Not all partners need to become MSPs, or even copy the MSP model, but with greater pressure to deliver recurring revenue and to shift the structure of their sales teams’ compensation models, it is important for them to at least be aware of some industry benchmarks that exist. Specialists tend to have clear financial metrics for how they deliver managed services, though these are certainly not the only ways to build a practice.
Service gross margin - a common benchmark that is subject to some debate among MSPs is the service gross margin of each deal they strike for managed services. Typically, the highest performing MSPs, regardless of revenue, are looking to achieve 40% or above though it is common for this to drop for larger MSPs as their revenue increases and they deliver a broader set of services. Even for these partners, it is generally viewed that at least 25% is necessary to be sustainably profitable.
Resource efficiency - it is a challenge for all partners, but perhaps none more so than small partners with fewer than 25 employees. Many MSPs fit into this category and the investment decisions they make have an even greater impact on their businesses. Knowing how to allocate a certain number of users to each technical support employee is a skill that is learned over time, but the general view from smaller MSPs is they are looking at 250+ end users for each technical resource allocation. While no end user or company is the same, with some requiring more support than others, it is generally agreed that a technical support employee should spend an average of half an hour per end user per month on support tickets.
The number of partners running hybrid models for managed services tells us that while metrics can be useful to guide us it is important not to chase numbers without a strategy. For example, a reseller with an endpoint cybersecurity licensing business should not structure itself like an MSSP. But if it is looking to grow its managed security practice toward greater managed detection and response (MDR) offerings, and perhaps even ultimately building a small security operations center (SOC), it can learn a lot from the tools and customer experience strategy an MSSP uses.
That reseller may not need to implement some of those approaches for five or ten years, but it could keep a list of things to bear in mind as it evolves. Some of these might include charging for vulnerability assessments on new customers rather than providing these for free. It may want to set out a defined compliance and response plan for a customer’s disaster recovery strategy, even if today it prefers to resell third-party MDR services from a vendor and would not be involved in the incident response for some time to come.

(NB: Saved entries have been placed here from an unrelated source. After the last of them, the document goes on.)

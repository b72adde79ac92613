use crate::backend::RawTransaction;
use serde::{Deserialize, Serialize};
use std::collections::{HashMap, HashSet};
use std::sync::Mutex;
use std::sync::atomic::{AtomicU64, Ordering};
use tokio::sync::mpsc;

#[derive(Debug, Clone, Copy, PartialEq, Eq, Hash, Serialize, Deserialize)]
pub enum EventKind {
    HashBlock,
    RawTransaction,
}

impl EventKind {
    pub fn event_name(&self) -> &'static str {
        match self {
            Self::HashBlock => "ledger/hashblock",
            Self::RawTransaction => "ledger/rawtransaction",
        }
    }
}

pub const ADDRESS_TXID_EVENT: &str = "ledger/addresstxid";

/// Names of every event a subscriber can receive.
pub fn publish_events() -> Vec<&'static str> {
    vec![
        EventKind::RawTransaction.event_name(),
        EventKind::HashBlock.event_name(),
        ADDRESS_TXID_EVENT,
    ]
}

#[derive(Debug, Clone, PartialEq, Eq, Serialize, Deserialize)]
pub enum Notification {
    HashBlock(String),
    // Serialized transaction
    RawTransaction(String),
    AddressTxid { address: String, txid: String },
}

static NEXT_SUBSCRIBER_ID: AtomicU64 = AtomicU64::new(1);

/// One connected client. Handles compare equal by id only.
#[derive(Debug, Clone)]
pub struct Subscriber {
    id: u64,
    remote_address: String,
    sender: mpsc::UnboundedSender<Notification>,
}

impl Subscriber {
    pub fn new(remote_address: &str) -> (Self, mpsc::UnboundedReceiver<Notification>) {
        let (sender, receiver) = mpsc::unbounded_channel();
        let subscriber = Self {
            id: NEXT_SUBSCRIBER_ID.fetch_add(1, Ordering::Relaxed),
            remote_address: remote_address.to_string(),
            sender,
        };

        (subscriber, receiver)
    }

    pub fn id(&self) -> u64 {
        self.id
    }

    pub fn remote_address(&self) -> &str {
        &self.remote_address
    }

    fn send(&self, notification: Notification) {
        if self.sender.send(notification).is_err() {
            debug!(
                "Subscriber {} ({}) is gone, dropping notification",
                self.id, self.remote_address
            );
        }
    }
}

impl PartialEq for Subscriber {
    fn eq(&self, other: &Self) -> bool {
        self.id == other.id
    }
}

impl Eq for Subscriber {}

#[derive(Default)]
struct SubscriptionTable {
    events: HashMap<EventKind, Vec<Subscriber>>,
    addresses: HashMap<String, Vec<Subscriber>>,
}

/// Routes block and transaction notifications to interested subscribers.
#[derive(Default)]
pub struct SubscriptionRouter {
    table: Mutex<SubscriptionTable>,
}

impl SubscriptionRouter {
    pub fn new() -> Self {
        Self::default()
    }

    pub fn subscribe(&self, kind: EventKind, subscriber: &Subscriber) {
        let mut table = self.table.lock().unwrap();
        let list = table.events.entry(kind).or_default();
        if !list.contains(subscriber) {
            info!(
                "{} subscribed to {}, total: {}",
                subscriber.remote_address,
                kind.event_name(),
                list.len() + 1
            );
            list.push(subscriber.clone());
        }
    }

    pub fn unsubscribe(&self, kind: EventKind, subscriber: &Subscriber) {
        let mut table = self.table.lock().unwrap();
        if let Some(list) = table.events.get_mut(&kind) {
            list.retain(|s| s != subscriber);
            info!(
                "{} unsubscribed from {}, total: {}",
                subscriber.remote_address,
                kind.event_name(),
                list.len()
            );
            if list.is_empty() {
                table.events.remove(&kind);
            }
        }
    }

    pub fn subscribe_address(&self, subscriber: &Subscriber, addresses: &[String]) {
        let mut table = self.table.lock().unwrap();
        for address in addresses.iter().filter(|a| !a.is_empty()) {
            let list = table.addresses.entry(address.clone()).or_default();
            if !list.contains(subscriber) {
                list.push(subscriber.clone());
            }
        }
    }

    /// Removes `subscriber` from the given addresses, or from every address
    /// when `addresses` is `None`.
    pub fn unsubscribe_address(&self, subscriber: &Subscriber, addresses: Option<&[String]>) {
        let mut table = self.table.lock().unwrap();

        let targets: Vec<String> = match addresses {
            Some(addresses) => addresses.to_vec(),
            None => table.addresses.keys().cloned().collect(),
        };

        for address in targets {
            let Some(list) = table.addresses.get_mut(&address) else {
                continue;
            };
            list.retain(|s| s != subscriber);
            if list.is_empty() {
                table.addresses.remove(&address);
            }
        }
    }

    /// Drops every subscription of a disconnected client.
    pub fn remove_subscriber(&self, subscriber: &Subscriber) {
        self.unsubscribe(EventKind::HashBlock, subscriber);
        self.unsubscribe(EventKind::RawTransaction, subscriber);
        self.unsubscribe_address(subscriber, None);
    }

    fn event_subscribers(&self, kind: EventKind) -> Vec<Subscriber> {
        let table = self.table.lock().unwrap();
        table.events.get(&kind).cloned().unwrap_or_default()
    }

    pub fn notify_block(&self, hash: &str) {
        for subscriber in self.event_subscribers(EventKind::HashBlock) {
            subscriber.send(Notification::HashBlock(hash.to_string()));
        }
    }

    pub fn notify_transaction(&self, tx: &RawTransaction) {
        for subscriber in self.event_subscribers(EventKind::RawTransaction) {
            subscriber.send(Notification::RawTransaction(tx.hex.clone()));
        }

        let addresses = addresses_from_transaction(tx);
        let targets: Vec<(String, Subscriber)> = {
            let table = self.table.lock().unwrap();
            addresses
                .into_iter()
                .filter_map(|address| {
                    table
                        .addresses
                        .get(&address)
                        .map(|list| (address, list.clone()))
                })
                .flat_map(|(address, list)| list.into_iter().map(move |s| (address.clone(), s)))
                .collect()
        };

        for (address, subscriber) in targets {
            subscriber.send(Notification::AddressTxid {
                address,
                txid: tx.txid.clone(),
            });
        }
    }

    pub fn subscriber_count(&self, kind: EventKind) -> usize {
        let table = self.table.lock().unwrap();
        table.events.get(&kind).map(|l| l.len()).unwrap_or(0)
    }

    pub fn address_count(&self) -> usize {
        self.table.lock().unwrap().addresses.len()
    }

    pub fn address_subscriber_count(&self, address: &str) -> usize {
        let table = self.table.lock().unwrap();
        table.addresses.get(address).map(|l| l.len()).unwrap_or(0)
    }
}

/// Input (previous output) and output addresses of `tx`, first seen order.
pub fn addresses_from_transaction(tx: &RawTransaction) -> Vec<String> {
    let mut seen = HashSet::new();
    let inputs = tx
        .vin
        .iter()
        .filter_map(|input| input.prev_out.as_ref())
        .flat_map(|prev| prev.addresses.iter());
    let outputs = tx
        .vout
        .iter()
        .flat_map(|output| output.script_pub_key.addresses.iter());

    inputs
        .chain(outputs)
        .filter(|a| seen.insert(a.as_str()))
        .cloned()
        .collect()
}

Metrics for managed services are very useful, not least because it can be hard to really understand our own businesses until we compare ourselves with others, but it is important to understand our own strategies and stick to a plan of action (even if the way we deliver that strategy changes over time). Alpha MSPs can come in many forms. Not all have to hit the benchmarks listed above. Some will operate in the enterprise sector and sell very different services with different margins, and have different ways of allocating employee time, but whatever the approach, it is always helpful to lift our heads and look around from time to time.